■ Records to use
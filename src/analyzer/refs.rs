//! Class-specific reference extraction.
//!
//! For each classified statement this pulls out the ids it provides and the
//! ids it needs, by inspecting the statement head plus a handful of
//! well-known clauses (`ON <table>`, `REFERENCES …`, `LANGUAGE …`,
//! `SERVER …`). Annotation hints add to both sides; everything is filtered
//! through the builtin allow-list.

use once_cell::sync::Lazy;
use regex::Regex;

use super::annotations::AnnotationHints;
use super::classify::StatementClass;
use super::splitter::strip_noise;
use super::topo::EdgeReason;
use crate::ident::{is_builtin, split_qualified_name, NameMode, ObjectKind, StableId};

/// A possibly-quoted, possibly-qualified SQL name.
const QNAME: &str = r#"(?:"[^"]+"|[A-Za-z_][A-Za-z0-9_$]*)(?:\s*\.\s*(?:"[^"]+"|[A-Za-z_][A-Za-z0-9_$]*))*"#;

macro_rules! head_regex {
    ($name:ident, $pattern:expr) => {
        static $name: Lazy<Regex> = Lazy::new(|| {
            Regex::new(&format!($pattern, qname = QNAME)).unwrap()
        });
    };
}

head_regex!(CREATE_TARGET, r#"(?is)^\s*create\s+(?:or\s+replace\s+)?(?:global\s+|local\s+|temp(?:orary)?\s+|unlogged\s+|unique\s+|trusted\s+|recursive\s+)*(?:schema|extension|language|collation|type|domain|sequence|table|index(?:\s+concurrently)?|function|procedure|aggregate|materialized\s+view|view|rule|trigger|event\s+trigger|policy|publication|subscription|role|user(?:\s+mapping)?|group|server|foreign\s+data\s+wrapper|foreign\s+table)\s+(?:if\s+not\s+exists\s+)?({qname})"#);
head_regex!(ON_TABLE, r#"(?is)\bon\s+(?:only\s+)?({qname})"#);
head_regex!(REFERENCES_TABLE, r#"(?is)\breferences\s+({qname})"#);
head_regex!(LANGUAGE_NAME, r#"(?is)\blanguage\s+({qname})"#);
head_regex!(SERVER_NAME, r#"(?is)\bserver\s+({qname})"#);
head_regex!(WRAPPER_NAME, r#"(?is)\bforeign\s+data\s+wrapper\s+({qname})"#);
head_regex!(WITH_SCHEMA, r#"(?is)\bwith\s+schema\s+({qname})"#);
head_regex!(EXECUTE_FUNCTION, r#"(?is)\bexecute\s+(?:function|procedure)\s+({qname})"#);
head_regex!(GRANT_TARGET, r#"(?is)\bon\s+(?:(table|sequence|schema|function|procedure|routine|type|domain|language|foreign\s+data\s+wrapper|foreign\s+server|database|all)\s+)?({qname})"#);
head_regex!(COMMENT_TARGET, r#"(?is)^\s*comment\s+on\s+(materialized\s+view|foreign\s+table|foreign\s+data\s+wrapper|event\s+trigger|[a-z]+)\s+({qname})"#);
head_regex!(ROUTINE_SIGNATURE, r#"(?is)^\s*create\s+(?:or\s+replace\s+)?(?:function|procedure)\s+(?:{qname})\s*\("#);

pub(super) struct ExtractedRefs {
    pub provides: Vec<StableId>,
    pub requires: Vec<(StableId, EdgeReason)>,
}

fn qualified(raw: &str) -> (Option<String>, String) {
    // Collapse whitespace around dots that the regex admits
    let compact: String = raw.split_whitespace().collect::<Vec<_>>().join("");
    split_qualified_name(&compact, NameMode::Raw)
}

/// The object id plus, when the name is schema-qualified, the schema
/// requirement that comes with it.
fn object_ref(
    kind: ObjectKind,
    raw: &str,
    requires: &mut Vec<(StableId, EdgeReason)>,
) -> Option<StableId> {
    let (schema, name) = qualified(raw);
    if let Some(schema) = &schema {
        if !is_builtin(ObjectKind::Schema, None, schema) {
            requires.push((StableId::schema(schema), EdgeReason::Requires));
        }
    }
    let schema = schema.unwrap_or_else(|| "public".to_string());
    if is_builtin(kind, Some(&schema), &name) {
        return None;
    }
    Some(match kind {
        ObjectKind::Schema => StableId::schema(&name),
        ObjectKind::Extension => StableId::extension(&name),
        ObjectKind::Language => StableId::language(&name),
        ObjectKind::Role => StableId::role(&name),
        ObjectKind::EventTrigger => StableId::event_trigger(&name),
        ObjectKind::Publication => StableId::publication(&name),
        ObjectKind::Subscription => StableId::subscription(&name),
        ObjectKind::ForeignDataWrapper => StableId::foreign_data_wrapper(&name),
        ObjectKind::Server => StableId::server(&name),
        _ => StableId::from_reference(kind, &format!("{schema}.{name}"), None),
    })
}

pub(super) fn extract_refs(
    class: Option<StatementClass>,
    sql: &str,
    hints: &AnnotationHints,
) -> ExtractedRefs {
    let text = strip_noise(sql);
    let mut provides: Vec<StableId> = Vec::new();
    let mut requires: Vec<(StableId, EdgeReason)> = Vec::new();

    if let Some(class) = class {
        extract_class_refs(class, &text, &mut provides, &mut requires);
    }

    provides.extend(hints.provides.iter().cloned());
    for id in &hints.requires {
        requires.push((id.clone(), EdgeReason::Requires));
    }
    for name in &hints.depends_on {
        let (schema, table) = qualified(name);
        let schema = schema.unwrap_or_else(|| "public".to_string());
        requires.push((StableId::table(&schema, &table), EdgeReason::Requires));
    }

    provides.sort();
    provides.dedup();
    requires.sort_by(|a, b| a.0.cmp(&b.0));
    requires.dedup_by(|a, b| a.0 == b.0);
    // A statement never depends on what it itself creates
    requires.retain(|(id, _)| !provides.contains(id));

    ExtractedRefs { provides, requires }
}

■ What the task asks
Using the records above, gather all lines where the string "compact" is present.

■ Finished exercise
    let compact: String = raw.split_whitespace().collect::<Vec<_>>().join("");
    split_qualified_name(&compact, NameMode::Raw)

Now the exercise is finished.